Support decompression from byte array to ByteBuffer and vice-versa #351

charlesconnell · 2025-03-03T21:39:30Z

HBase uses zstd-jni for one implemention of its ZStandard support. I've been working on improving ZStandard decompression performance in HBase. My goal is to avoid copying data any more than absolutely necessary. In some situations, we have our compressed data in a byte array, and need to decompress into a direct ByteBuffer, or vice versa. This is not currently possible without an extra copy. In this PR, I expose the methods to accomplish this. My hope is that this PR gets accepted, and HBase can use the next version of zstd-jni to get a little performance boost.

mortengrouleff · 2025-03-04T07:13:52Z

Hi. I don't think doing that is a good idea, for this reason: By using byte arrays, you have to hold on to the "GetPrimitiveArrayCritical" lock while the decompress executes. That will prevent the JVM from doing a GC in other threads while this happens, which may reduce overall efficiency of the system. I think you're better off copying to a DirectByteBuffer before invoking the native code, as that avoids that global lock. The better solution is to change the way your "client" uses memory to ensure it has a DirectMemoryBuffer for the data it needs to go to zstd for. On Mon, 2025-03-03 at 13:39 -0800, Charles Connell wrote: HBase uses zstd-jni for one implemention of its ZStandard support. I've been working on improving ZStandard decompression performance in HBase. My goal is to avoid copying data any more than absolutely necessary. In some situations, we have our compressed data in a byte array, and need to decompress into a direct ByteBuffer, or vice versa. This is not currently possible without an extra copy. In this PR, I expose the methods to accomplish this. My hope is that this PR gets accepted, and HBase can use the next version of zstd-jni to get a little performance boost.

…

charlesconnell · 2025-03-04T15:49:59Z

Hi @mortengrouleff! You do raise a good point about a downside of passing byte arrays to zstd-jni. zstd-jni already supports byte-array-to-byte-array compression and decompression, so this PR doesn't introduce byte array usage.

I don't agree that it's necessarily a better idea to copy data into (and then out of) a direct ByteBuffer in order to avoid a critical section. That's a lot of CPU cycles. It also doesn't always make sense to re-write the application to always use direct ByteBuffers. For example, HBase has pretty sophisticated memory management where it uses a pool of direct ByteBuffers to hold HBase data. However, there is a limit to the direct memory the JVM is allowed to use. If the pool is empty, HBase will use a heap ByteBuffer (aka byte array). Additionally, some of the in-memory cache implementations that HBase uses for caching data on the server are on-heap.
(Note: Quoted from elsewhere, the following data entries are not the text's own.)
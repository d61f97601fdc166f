//! Card value types: suits, ranks, and the cards they form.

use alloc::vec::Vec;
use core::cmp::Ordering;
use core::fmt;

/// Number of cards in a full deck.
pub const DECK_SIZE: usize = 52;

/// Card suit.
///
/// Suits carry a fixed priority used for ordering: clover is the lowest,
/// spade the highest. Declaration order matches priority order, so the
/// derived `Ord` is the semantic one.
#[derive(Debug, Clone, Copy, PartialEq, Eq, PartialOrd, Ord, Hash)]
#[repr(u8)]
pub enum Suit {
    /// Clovers (clubs). Priority 1, the lowest.
    Clover = 1,
    /// Hearts. Priority 2.
    Heart = 2,
    /// Diamonds. Priority 3.
    Diamond = 3,
    /// Spades. Priority 4, the highest.
    Spade = 4,
}

impl Suit {
    /// All four suits in deck-construction order.
    pub const ALL: [Self; 4] = [Self::Spade, Self::Diamond, Self::Heart, Self::Clover];

    /// Returns the suit's fixed priority (1 = clover .. 4 = spade).
    #[must_use]
    pub const fn priority(self) -> u8 {
        self as u8
    }

    /// Returns the display glyph for this suit.
    #[must_use]
    pub const fn glyph(self) -> &'static str {
        match self {
            Self::Spade => "\u{2664}",
            Self::Diamond => "\u{2666}\u{fe0e}",
            Self::Heart => "\u{2665}\u{fe0e}",
            Self::Clover => "\u{2667}",
        }
    }
}

impl fmt::Display for Suit {
    fn fmt(&self, f: &mut fmt::Formatter<'_>) -> fmt::Result {
        f.write_str(self.glyph())
    }
}

/// Card rank (ace through king).
///
/// The discriminant is the storage value (1 = ace .. 13 = king) and is kept
/// separate from the comparison rule: the ace stores the lowest value but
/// compares as the highest rank.
#[derive(Debug, Clone, Copy, PartialEq, Eq, Hash)]
#[repr(u8)]
pub enum Rank {
    /// Ace. Stored as 1, compares above every other rank.
    Ace = 1,
    /// Two.
    Two = 2,
    /// Three.
    Three = 3,
    /// Four.
    Four = 4,
    /// Five.
    Five = 5,
    /// Six.
    Six = 6,
    /// Seven.
    Seven = 7,
    /// Eight.
    Eight = 8,
    /// Nine.
    Nine = 9,
    /// Ten.
    Ten = 10,
    /// Jack. Displayed as `11`.
    Jack = 11,
    /// Queen. Displayed as `12`.
    Queen = 12,
    /// King. Displayed as `13`.
    King = 13,
}

impl Rank {
    /// All thirteen ranks in deck-construction order (ace first, then two
    /// through king). This is the natural 1..=13 order, not the ace-high
    /// comparison order.
    pub const ALL: [Self; 13] = [
        Self::Ace,
        Self::Two,
        Self::Three,
        Self::Four,
        Self::Five,
        Self::Six,
        Self::Seven,
        Self::Eight,
        Self::Nine,
        Self::Ten,
        Self::Jack,
        Self::Queen,
        Self::King,
    ];

    /// Returns the rank's storage value (1 = ace .. 13 = king).
    #[must_use]
    pub const fn value(self) -> u8 {
        self as u8
    }
}

impl Ord for Rank {
    /// Ace-high comparison: the ace beats every other rank, including the
    /// king; non-ace ranks compare by numeric value.
    fn cmp(&self, other: &Self) -> Ordering {
        match (self, other) {
            (Self::Ace, Self::Ace) => Ordering::Equal,
            (Self::Ace, _) => Ordering::Greater,
            (_, Self::Ace) => Ordering::Less,
            _ => self.value().cmp(&other.value()),
        }
    }
}

impl PartialOrd for Rank {
    fn partial_cmp(&self, other: &Self) -> Option<Ordering> {
        Some(self.cmp(other))
    }
}

impl fmt::Display for Rank {
    /// `A` for the ace, the decimal value otherwise. Face ranks render as
    /// `11`, `12`, and `13`, not letters.
    fn fmt(&self, f: &mut fmt::Formatter<'_>) -> fmt::Result {
        match self {
            Self::Ace => f.write_str("A"),
            _ => write!(f, "{}", self.value()),
        }
    }
}

/// A playing card.
#[derive(Debug, Clone, Copy, PartialEq, Eq, Hash)]
pub struct Card {
    /// The suit of the card.
    pub suit: Suit,
    /// The rank of the card.
    pub rank: Rank,
}

impl Card {
    /// Creates a new card.
    #[must_use]
    pub const fn new(suit: Suit, rank: Rank) -> Self {
        Self { suit, rank }
    }

    /// Returns the full 52-card set in canonical order: suits in
    /// [`Suit::ALL`] order, each holding ranks in [`Rank::ALL`] order.
    ///
    /// Every `(suit, rank)` pair appears exactly once.
    #[must_use]
    pub fn full_set() -> Vec<Self> {
        let mut cards = Vec::with_capacity(DECK_SIZE);

        for suit in Suit::ALL {
            for rank in Rank::ALL {
                cards.push(Self::new(suit, rank));
            }
        }

        cards
    }
}

impl Ord for Card {
    /// Ranks compare first (ace-high); suit priority breaks ties.
    fn cmp(&self, other: &Self) -> Ordering {
        self.rank
            .cmp(&other.rank)
            .then_with(|| self.suit.cmp(&other.suit))
    }
}

impl PartialOrd for Card {
    fn partial_cmp(&self, other: &Self) -> Option<Ordering> {
        Some(self.cmp(other))
    }
}

impl fmt::Display for Card {
    /// Rank label followed by suit glyph, e.g. `A♤`.
    fn fmt(&self, f: &mut fmt::Formatter<'_>) -> fmt::Result {
        write!(f, "{}{}", self.rank, self.suit)
    }
}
I think the best way forward is to support both byte array and direct ByteBuffer usage in zstd-jni, document the tradeoffs, and let the user decide.

luben · 2025-03-07T22:36:53Z

src/main/native/jni_fast_zstd.c

+    void *dst_buff = (*env)->GetPrimitiveArrayCritical(env, dst, NULL);
+    if (dst_buff == NULL) goto E1;
+    char *src_buff = (char*)(*env)->GetDirectBufferAddress(env, src);
+    if (src_buff == NULL) return -ZSTD_error_memory_allocation;


this will leave the dst_buff behind critical lock that is never going to be released. I suggest adding E2 on the line before E1 and jump there.

another option is to swap the GetPrimitiveArrayCritical and GetDirectBufferAddress sections

That's fixed, thank you.

luben · 2025-03-07T22:41:36Z

Yes, I don't think there is harm in adding these methods. Also AFAIK with JDK 21 + G2GC we get better behaviour for critical section locks - they got pinned and don't block the GC.

Added one comment. I will merge after it's addressed

codecov · 2025-03-07T22:46:37Z

Codecov Report

Attention: Patch coverage is 71.42857% with 12 lines in your changes missing coverage. Please review.

Project coverage is 60.02%. Comparing base (c76455c) to head (67dd181).
Report is 43 commits behind head on master.

Additional details and impacted files

@@             Coverage Diff              @@
##             master     #351      +/-   ##
============================================
+ Coverage     60.01%   60.02%   +0.01%     
- Complexity      308      318      +10     
============================================
  Files            26       27       +1     
  Lines          1473     1566      +93     
  Branches        170      181      +11     
============================================
+ Hits            884      940      +56     
- Misses          434      460      +26     
- Partials        155      166      +11

🚀 New features to boost your workflow:

❄ Test Analytics: Detect flaky tests, report on failures, and find test suite problems.

charlesconnell · 2025-03-08T01:30:14Z

Thank you very much! I've addressed the bug.

luben · 2025-03-08T04:04:55Z

Thanks! Merging it. I will wait another week to see if there are any fall-outs from the recent upgrade to zstd-1.5.7 before releasing new version.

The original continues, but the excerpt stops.